Получился бы. Сейчас у них у всех одна судьба: отцвести до срока, опасть на землю алыми лепестками. Почти как сакура. Только вряд ли найдутся ценители, чтобы увидеть красоту в их смерти. Люди часто бывают безнадежно слепы.
Ран провожает последнюю из учениц до дверей: Кике слышно, как тихо стучат закрывающиеся седзи. Додумать торопливые, легкие шаги не так уж сложно. До полной бесшумности мальчишке еще учиться и учиться, хотя потенциал…
Потенциал несомненный.
Пусть Сион и дальше носится со своей высокой философией и нравственностью.

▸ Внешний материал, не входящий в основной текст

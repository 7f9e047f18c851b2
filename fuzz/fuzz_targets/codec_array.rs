#![no_main]

lightweight::fuzz_invariants!([u32; 4]);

Сюдо — тоже искусство. Хотя и незаслуженно забытое в угоду гайдзинскому ханжеству.
Кике собирает с тела Рана новые, еще незнакомые запахи и творит новые. Дождь, туман и пятна зеленой травы на локтях и коленях, капли пота в изгибе спины, жемчужины позвонков под кожей. Тальк для ладоней, пеньковая бечева и мокрый шелк, красная шерстяная нить, связавшая запястья. Не узы, но обещание наслаждения. Не любовь, но надежда на утоление боли.
Через неделю, когда симпатичная курьерша с цветочной базы исчезает бесследно, Кике позволяет себе задержать утешающие объятия на полсекунды дольше положенного. Кожа Рана пахнет ирисами и свежей проточной водой.